## Task statement
Retype the records in full, exactly as they stand.

## Raw data
►

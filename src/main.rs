//! Relay entry point: load configuration, open the store, and serve.

// std
use std::sync::Arc;
// self
use oauth1_relay::{
	config::AppConfig,
	error::{ConfigError, Result},
	handshake::HandshakeClient,
	obs,
	provider::ProviderDescriptor,
	routes::{self, AppState},
	store::SqliteStore,
};

#[tokio::main]
async fn main() -> Result<()> {
	let config = AppConfig::load()?;
	let _guard = obs::init(&config.log_path)?;

	tracing::info!(bind = %config.bind, public_url = %config.public_url, "starting oauth1-relay");

	let descriptor = ProviderDescriptor::twitter().map_err(ConfigError::from)?;
	let client = HandshakeClient::new(config.consumer(), descriptor);
	let store = SqliteStore::open(&config.database, config.user_row)?;
	let state = AppState::new(Arc::new(client), Arc::new(store), config.callback_url());

	routes::serve(state, config.bind).await
}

◄

## Output for this exercise
filename src/main.rs
//! Relay entry point: load configuration, open the store, and serve.

// std
use std::sync::Arc;
// self
use oauth1_relay::{
	config::AppConfig,
	error::{ConfigError, Result},
	handshake::HandshakeClient,
	obs,
	provider::ProviderDescriptor,
	routes::{self, AppState},
	store::SqliteStore,
};

#[tokio::main]
async fn main() -> Result<()> {
	let config = AppConfig::load()?;
	let _guard = obs::init(&config.log_path)?;

	tracing::info!(bind = %config.bind, public_url = %config.public_url, "starting oauth1-relay");

	let descriptor = ProviderDescriptor::twitter().map_err(ConfigError::from)?;
	let client = HandshakeClient::new(config.consumer(), descriptor);
	let store = SqliteStore::open(&config.database, config.user_row)?;
	let state = AppState::new(Arc::new(client), Arc::new(store), config.callback_url());

	routes::serve(state, config.bind).await
}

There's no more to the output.